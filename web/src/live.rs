//! Live sensor stream.
//!
//! A page that shows gauges creates one [`SensorHub`]: a single Socket.IO
//! connection whose events fan out to one signal per sensor.  The socket is
//! closed when the page unmounts.

use leptos::logging::{log, warn};
use leptos::prelude::*;

use hydrowatch_common::notification::Notification;
use hydrowatch_common::sensor::{LiveValue, SensorKind};

use crate::state::AppContext;

pub const NEW_NOTIFICATION_EVENT: &str = "newNotification";

#[derive(Debug, Clone, Copy, PartialEq, Eq)]
pub enum LinkStatus {
    Connecting,
    Connected,
    Disconnected,
}

#[derive(Debug, Clone, Copy)]
pub struct SensorHub {
    values: [RwSignal<LiveValue>; SensorKind::ALL.len()],
    pub status: RwSignal<LinkStatus>,
    /// Latest alert text raised by a reading, until dismissed.
    pub warning: RwSignal<Option<String>>,
}

impl SensorHub {
    /// Create the hub for the current page and provide it as context.
    pub fn provide(ctx: AppContext) -> Self {
        let hub = Self {
            values: std::array::from_fn(|_| RwSignal::new(LiveValue::default())),
            status: RwSignal::new(LinkStatus::Connecting),
            warning: RwSignal::new(None),
        };
        provide_context(hub);
        hub.start(ctx);
        hub
    }

    pub fn value(&self, kind: SensorKind) -> RwSignal<LiveValue> {
        let idx = SensorKind::ALL
            .iter()
            .position(|k| *k == kind)
            .unwrap_or_default();
        self.values[idx]
    }

    fn apply_live(&self, kind: SensorKind, data: &serde_json::Value) {
        let Some(reading) = hydrowatch_common::sensor::parse_socket_payload(data) else {
            warn!("Ignoring unreadable {} payload: {data}", kind.event());
            return;
        };
        self.value(kind).update(|v| v.apply_live(reading));
        if let Some(text) = kind.warning(reading.value) {
            self.warning.set(Some(text));
        }
    }

    fn backfill(&self, ctx: AppContext) {
        let Some(client) = ctx.client_untracked() else { return };
        let hub = *self;
        leptos::task::spawn_local(async move {
            match client.latest().await {
                Ok(latest) => {
                    for (kind, reading) in latest {
                        hub.value(kind).update(|v| {
                            v.apply_backfill(reading);
                        });
                    }
                }
                Err(e) => warn!("Sensor backfill failed: {e}"),
            }
        });
    }

    /// Route one decoded socket event.
    fn dispatch(&self, ctx: AppContext, name: &str, data: serde_json::Value) {
        if let Some(kind) = SensorKind::from_event(name) {
            self.apply_live(kind, &data);
        } else if name == NEW_NOTIFICATION_EVENT {
            match serde_json::from_value::<Notification>(data) {
                Ok(n) => {
                    ctx.feed.update(|f| f.push_front(n));
                    ctx.sync_approval();
                }
                Err(e) => warn!("Ignoring malformed notification event: {e}"),
            }
        }
    }

    #[cfg(feature = "hydrate")]
    fn start(&self, ctx: AppContext) {
        let hub = *self;
        Effect::new(move |_| {
            let Some(config) = ctx.config.get() else { return };
            if config.sensor_backfill {
                hub.backfill(ctx);
            }
            match open_socket(hub, ctx, &config.socket_url) {
                Ok(socket) => {
                    let socket = StoredValue::new_local(Some(socket));
                    on_cleanup(move || {
                        socket.update_value(|s| {
                            if let Some(s) = s.take() {
                                s.close();
                            }
                        })
                    });
                }
                Err(e) => {
                    warn!("Live stream unavailable: {e}");
                    hub.status.set(LinkStatus::Disconnected);
                }
            }
        });
    }

    #[cfg(not(feature = "hydrate"))]
    fn start(&self, _ctx: AppContext) {}
}

/// An open socket together with the handlers it calls into.  The handlers
/// live exactly as long as the socket is attached to the page.
#[cfg(feature = "hydrate")]
struct LiveSocket {
    ws: web_sys::WebSocket,
    _onmessage: wasm_bindgen::closure::Closure<dyn FnMut(web_sys::MessageEvent)>,
    _onerror: wasm_bindgen::closure::Closure<dyn FnMut(web_sys::ErrorEvent)>,
    _onclose: wasm_bindgen::closure::Closure<dyn FnMut(web_sys::CloseEvent)>,
}

#[cfg(feature = "hydrate")]
impl LiveSocket {
    /// Detach the handlers before closing so none fires after they drop.
    fn close(self) {
        self.ws.set_onmessage(None);
        self.ws.set_onerror(None);
        self.ws.set_onclose(None);
        if let Err(e) = self.ws.close() {
            warn!("[live] close failed: {e:?}");
        }
    }
}

#[cfg(feature = "hydrate")]
fn open_socket(hub: SensorHub, ctx: AppContext, base: &str) -> Result<LiveSocket, String> {
    use hydrowatch_common::socketio::{handle_frame, socket_url, Incoming, SocketPacket};
    use wasm_bindgen::closure::Closure;
    use wasm_bindgen::JsCast;
    use web_sys::{CloseEvent, ErrorEvent, MessageEvent, WebSocket};

    let url = socket_url(base).map_err(|e| e.to_string())?;
    log!("[live] connecting to {url}");
    let ws = WebSocket::new(&url).map_err(|e| format!("cannot open {url}: {e:?}"))?;

    let onmessage = {
        let sender = ws.clone();
        let onmessage: Closure<dyn FnMut(MessageEvent)> = Closure::new(move |e: MessageEvent| {
            let Some(frame) = e.data().as_string() else { return };
            match handle_frame(&frame) {
                Ok(Incoming::Opened(_)) => {
                    let _ = sender.send_with_str(&SocketPacket::connect().to_frame());
                }
                Ok(Incoming::Connected) => hub.status.set(LinkStatus::Connected),
                Ok(Incoming::Reply(reply)) => {
                    let _ = sender.send_with_str(&reply);
                }
                Ok(Incoming::Event { name, data }) => hub.dispatch(ctx, &name, data),
                Ok(Incoming::Rejected(reason)) => {
                    warn!("[live] connection refused: {reason}");
                    hub.status.set(LinkStatus::Disconnected);
                }
                Ok(Incoming::Closed) => hub.status.set(LinkStatus::Disconnected),
                Ok(Incoming::Ignore) => {}
                Err(e) => warn!("[live] {e}"),
            }
        });
        ws.set_onmessage(Some(onmessage.as_ref().unchecked_ref()));
        onmessage
    };

    let onerror = {
        let onerror: Closure<dyn FnMut(ErrorEvent)> = Closure::new(move |e: ErrorEvent| {
            warn!("[live] error: {}", e.message());
        });
        ws.set_onerror(Some(onerror.as_ref().unchecked_ref()));
        onerror
    };

    let onclose = {
        let onclose: Closure<dyn FnMut(CloseEvent)> = Closure::new(move |e: CloseEvent| {
            log!("[live] close code={} reason='{}'", e.code(), e.reason());
            hub.status.set(LinkStatus::Disconnected);
        });
        ws.set_onclose(Some(onclose.as_ref().unchecked_ref()));
        onclose
    };

    Ok(LiveSocket { ws, _onmessage: onmessage, _onerror: onerror, _onclose: onclose })
}

pub fn use_sensor_hub() -> SensorHub {
    expect_context::<SensorHub>()
}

• • •

Your answer should be an exact transcription of the data above.

filename web/src/live.rs
//! Live sensor stream.
//!
//! A page that shows gauges creates one [`SensorHub`]: a single Socket.IO
//! connection whose events fan out to one signal per sensor.  The socket is
//! closed when the page unmounts.

use leptos::logging::{log, warn};
use leptos::prelude::*;

use hydrowatch_common::notification::Notification;
use hydrowatch_common::sensor::{LiveValue, SensorKind};

use crate::state::AppContext;

pub const NEW_NOTIFICATION_EVENT: &str = "newNotification";

#[derive(Debug, Clone, Copy, PartialEq, Eq)]
pub enum LinkStatus {
    Connecting,
    Connected,
    Disconnected,
}

#[derive(Debug, Clone, Copy)]
pub struct SensorHub {
    values: [RwSignal<LiveValue>; SensorKind::ALL.len()],
    pub status: RwSignal<LinkStatus>,
    /// Latest alert text raised by a reading, until dismissed.
    pub warning: RwSignal<Option<String>>,
}

impl SensorHub {
    /// Create the hub for the current page and provide it as context.
    pub fn provide(ctx: AppContext) -> Self {
        let hub = Self {
            values: std::array::from_fn(|_| RwSignal::new(LiveValue::default())),
            status: RwSignal::new(LinkStatus::Connecting),
            warning: RwSignal::new(None),
        };
        provide_context(hub);
        hub.start(ctx);
        hub
    }

    pub fn value(&self, kind: SensorKind) -> RwSignal<LiveValue> {
        let idx = SensorKind::ALL
            .iter()
            .position(|k| *k == kind)
            .unwrap_or_default();
        self.values[idx]
    }

    fn apply_live(&self, kind: SensorKind, data: &serde_json::Value) {
        let Some(reading) = hydrowatch_common::sensor::parse_socket_payload(data) else {
            warn!("Ignoring unreadable {} payload: {data}", kind.event());
            return;
        };
        self.value(kind).update(|v| v.apply_live(reading));
        if let Some(text) = kind.warning(reading.value) {
            self.warning.set(Some(text));
        }
    }

    fn backfill(&self, ctx: AppContext) {
        let Some(client) = ctx.client_untracked() else { return };
        let hub = *self;
        leptos::task::spawn_local(async move {
            match client.latest().await {
                Ok(latest) => {
                    for (kind, reading) in latest {
                        hub.value(kind).update(|v| {
                            v.apply_backfill(reading);
                        });
                    }
                }
                Err(e) => warn!("Sensor backfill failed: {e}"),
            }
        });
    }

    /// Route one decoded socket event.
    fn dispatch(&self, ctx: AppContext, name: &str, data: serde_json::Value) {
        if let Some(kind) = SensorKind::from_event(name) {
            self.apply_live(kind, &data);
        } else if name == NEW_NOTIFICATION_EVENT {
            match serde_json::from_value::<Notification>(data) {
                Ok(n) => {
                    ctx.feed.update(|f| f.push_front(n));
                    ctx.sync_approval();
                }
                Err(e) => warn!("Ignoring malformed notification event: {e}"),
            }
        }
    }

    #[cfg(feature = "hydrate")]
    fn start(&self, ctx: AppContext) {
        let hub = *self;
        Effect::new(move |_| {
            let Some(config) = ctx.config.get() else { return };
            if config.sensor_backfill {
                hub.backfill(ctx);
            }
            match open_socket(hub, ctx, &config.socket_url) {
                Ok(socket) => {
                    let socket = StoredValue::new_local(Some(socket));
                    on_cleanup(move || {
                        socket.update_value(|s| {
                            if let Some(s) = s.take() {
                                s.close();
                            }
                        })
                    });
                }
                Err(e) => {
                    warn!("Live stream unavailable: {e}");
                    hub.status.set(LinkStatus::Disconnected);
                }
            }
        });
    }

    #[cfg(not(feature = "hydrate"))]
    fn start(&self, _ctx: AppContext) {}
}

/// An open socket together with the handlers it calls into.  The handlers
/// live exactly as long as the socket is attached to the page.
#[cfg(feature = "hydrate")]
struct LiveSocket {
    ws: web_sys::WebSocket,
    _onmessage: wasm_bindgen::closure::Closure<dyn FnMut(web_sys::MessageEvent)>,
    _onerror: wasm_bindgen::closure::Closure<dyn FnMut(web_sys::ErrorEvent)>,
    _onclose: wasm_bindgen::closure::Closure<dyn FnMut(web_sys::CloseEvent)>,
}

#[cfg(feature = "hydrate")]
impl LiveSocket {
    /// Detach the handlers before closing so none fires after they drop.
    fn close(self) {
        self.ws.set_onmessage(None);
        self.ws.set_onerror(None);
        self.ws.set_onclose(None);
        if let Err(e) = self.ws.close() {
            warn!("[live] close failed: {e:?}");
        }
    }
}

#[cfg(feature = "hydrate")]
fn open_socket(hub: SensorHub, ctx: AppContext, base: &str) -> Result<LiveSocket, String> {
    use hydrowatch_common::socketio::{handle_frame, socket_url, Incoming, SocketPacket};
    use wasm_bindgen::closure::Closure;
    use wasm_bindgen::JsCast;
    use web_sys::{CloseEvent, ErrorEvent, MessageEvent, WebSocket};

    let url = socket_url(base).map_err(|e| e.to_string())?;
    log!("[live] connecting to {url}");
    let ws = WebSocket::new(&url).map_err(|e| format!("cannot open {url}: {e:?}"))?;

    let onmessage = {
        let sender = ws.clone();
        let onmessage: Closure<dyn FnMut(MessageEvent)> = Closure::new(move |e: MessageEvent| {
            let Some(frame) = e.data().as_string() else { return };
            match handle_frame(&frame) {
                Ok(Incoming::Opened(_)) => {
                    let _ = sender.send_with_str(&SocketPacket::connect().to_frame());
                }
                Ok(Incoming::Connected) => hub.status.set(LinkStatus::Connected),
                Ok(Incoming::Reply(reply)) => {
                    let _ = sender.send_with_str(&reply);
                }
                Ok(Incoming::Event { name, data }) => hub.dispatch(ctx, &name, data),
                Ok(Incoming::Rejected(reason)) => {
                    warn!("[live] connection refused: {reason}");
                    hub.status.set(LinkStatus::Disconnected);
                }
                Ok(Incoming::Closed) => hub.status.set(LinkStatus::Disconnected),
                Ok(Incoming::Ignore) => {}
                Err(e) => warn!("[live] {e}"),
            }
        });
        ws.set_onmessage(Some(onmessage.as_ref().unchecked_ref()));
        onmessage
    };

    let onerror = {
        let onerror: Closure<dyn FnMut(ErrorEvent)> = Closure::new(move |e: ErrorEvent| {
            warn!("[live] error: {}", e.message());
        });
        ws.set_onerror(Some(onerror.as_ref().unchecked_ref()));
        onerror
    };

    let onclose = {
        let onclose: Closure<dyn FnMut(CloseEvent)> = Closure::new(move |e: CloseEvent| {
            log!("[live] close code={} reason='{}'", e.code(), e.reason());
            hub.status.set(LinkStatus::Disconnected);
        });
        ws.set_onclose(Some(onclose.as_ref().unchecked_ref()));
        onclose
    };

    Ok(LiveSocket { ws, _onmessage: onmessage, _onerror: onerror, _onclose: onclose })
}

pub fn use_sensor_hub() -> SensorHub {
    expect_context::<SensorHub>()
}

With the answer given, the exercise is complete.